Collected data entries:
▽
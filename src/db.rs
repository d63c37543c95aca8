//! # Database connection module
//!
//! Owns the MongoDB connection for the rental store: configuration read from
//! the process environment, the once-initialized client/database/collection
//! bundle, and the idempotent `connect` entry point.
//!
//! ## Configuration
//!
//! - `MONGODB_URI_CONNECTION_STRING`: MongoDB connection string
//! - `MONGODB_URI_DATABASE_NAME`: database holding the rentals collection
//! - `MONGODB_URI_COLLECTION_NAME`: name of the rentals collection
//!
//! ## Usage
//!
//! The application bootstrap builds one [`RentalStore`] and shares it by
//! reference (or `Arc`) with whatever consumes it; the store itself holds the
//! connection state, so there is no process-global.

use {
    mongodb::{
        Client, Collection, Database,
        bson::{Document, doc},
    },
    std::env,
    tokio::sync::OnceCell,
    tracing::info,
};

use crate::errors::StoreError;

/// Connection parameters for the rental store. Values are optional here;
/// [`RentalStore::connect`] reports the missing-params error when any of them
/// is absent.
#[derive(Debug, Clone, Default)]
pub struct StoreConfig {
    pub connection_url: Option<String>,
    pub database_name: Option<String>,
    pub collection_name: Option<String>,
}

impl StoreConfig {
    pub fn from_env() -> Self {
        Self {
            connection_url: env::var("MONGODB_URI_CONNECTION_STRING").ok(),
            database_name: env::var("MONGODB_URI_DATABASE_NAME").ok(),
            collection_name: env::var("MONGODB_URI_COLLECTION_NAME").ok(),
        }
    }

    // Empty values count the same as unset ones.
    fn require(&self) -> Result<(&str, &str, &str), StoreError> {
        match (
            self.connection_url.as_deref(),
            self.database_name.as_deref(),
            self.collection_name.as_deref(),
        ) {
            (Some(url), Some(database), Some(collection))
                if !url.is_empty() && !database.is_empty() && !collection.is_empty() =>
            {
                Ok((url, database, collection))
            }
            _ => Err(StoreError::MissingConfig),
        }
    }
}

/// The client/database/collection bundle. The three handles are populated
/// together on the first successful connect; a partially connected state
/// cannot be observed.
#[derive(Clone)]
pub struct ConnectionHandle {
    pub client: Client,
    pub database: Database,
    pub collection: Collection<Document>,
}

/// What a successful [`RentalStore::connect`] call did.
#[derive(Debug, Clone, Copy, PartialEq, Eq)]
pub enum ConnectAction {
    Established,
    AlreadyConnected,
}

/// Data access for the rentals collection.
///
/// Construct once with [`RentalStore::new`] or [`RentalStore::from_env`],
/// call [`RentalStore::connect`], then use the CRUD operations. The handle is
/// never torn down; it lives as long as the store.
pub struct RentalStore {
    config: StoreConfig,
    handle: OnceCell<ConnectionHandle>,
}

impl RentalStore {
    pub fn new(config: StoreConfig) -> Self {
        Self {
            config,
            handle: OnceCell::new(),
        }
    }

    pub fn from_env() -> Self {
        Self::new(StoreConfig::from_env())
    }

    pub fn config(&self) -> &StoreConfig {
        &self.config
    }

    pub fn is_connected(&self) -> bool {
        self.handle.get().is_some()
    }

    /// The live connection bundle, for collaborators that need direct access
    /// to the client or database (for example a controller storing images).
    pub fn handle(&self) -> Option<&ConnectionHandle> {
        self.handle.get()
    }

    pub(crate) fn collection(&self) -> Result<&Collection<Document>, StoreError> {
        self.handle
            .get()
            .map(|handle| &handle.collection)
            .ok_or(StoreError::NotConnected)
    }

    /// Open the connection if it is not open yet.
    ///
    /// Missing configuration and driver failures both come back as `Err`
    /// values; this method never panics. Calling it again after a success is
    /// a no-op that reports [`ConnectAction::AlreadyConnected`].
    pub async fn connect(&self) -> Result<ConnectAction, StoreError> {
        let (url, database_name, collection_name) = self.config.require()?;

        if self.handle.get().is_some() {
            info!("Already connected");
            return Ok(ConnectAction::AlreadyConnected);
        }

        // Initialization is serialized by the once-cell, so concurrent first
        // connects cannot produce divergent handles. A caller that loses the
        // race still reports Established; the handle is the same either way.
        self.handle
            .get_or_try_init(|| async {
                let client = Client::with_uri_str(url).await?;

                // The driver connects lazily; ping so an unreachable server
                // fails here instead of on the first data operation.
                client
                    .database("admin")
                    .run_command(doc! { "ping": 1 })
                    .await?;

                let database = client.database(database_name);

                let collections = database.list_collection_names().await?;
                if !collections.iter().any(|name| name == collection_name) {
                    database.create_collection(collection_name).await?;
                }

                let collection = database.collection::<Document>(collection_name);

                Ok::<_, StoreError>(ConnectionHandle {
                    client,
                    database,
                    collection,
                })
            })
            .await?;

        info!("(Re)Established connection to database");
        Ok(ConnectAction::Established)
    }
}

#[cfg(test)]
mod tests {
    use super::*;

    fn full_config() -> StoreConfig {
        StoreConfig {
            connection_url: Some("mongodb://localhost:27017".to_string()),
            database_name: Some("rentals_test".to_string()),
            collection_name: Some("rentals".to_string()),
        }
    }

    #[test]
    fn require_accepts_a_complete_config() {
        let config = full_config();
        let (url, database, collection) = config.require().unwrap();

        assert_eq!(url, "mongodb://localhost:27017");
        assert_eq!(database, "rentals_test");
        assert_eq!(collection, "rentals");
    }

    #[test]
    fn require_rejects_any_missing_value() {
        let missing_url = StoreConfig {
            connection_url: None,
            ..full_config()
        };
        let missing_database = StoreConfig {
            database_name: None,
            ..full_config()
        };
        let missing_collection = StoreConfig {
            collection_name: None,
            ..full_config()
        };

        for config in [missing_url, missing_database, missing_collection] {
            assert!(matches!(config.require(), Err(StoreError::MissingConfig)));
        }
    }

    #[test]
    fn require_treats_empty_values_as_missing() {
        let config = StoreConfig {
            connection_url: Some(String::new()),
            ..full_config()
        };
        assert!(matches!(config.require(), Err(StoreError::MissingConfig)));
    }

    #[tokio::test]
    async fn connect_without_config_reports_missing_params() {
        let store = RentalStore::new(StoreConfig::default());
        let err = store.connect().await.unwrap_err();

        assert_eq!(
            err.to_string(),
            "Missing required params to begin database connection"
        );
        assert!(!store.is_connected());
    }
}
△
All lines carrying the word "Debug" must be copied from the data above.

#[derive(Debug, Clone, Default)]
#[derive(Debug, Clone, Copy, PartialEq, Eq)]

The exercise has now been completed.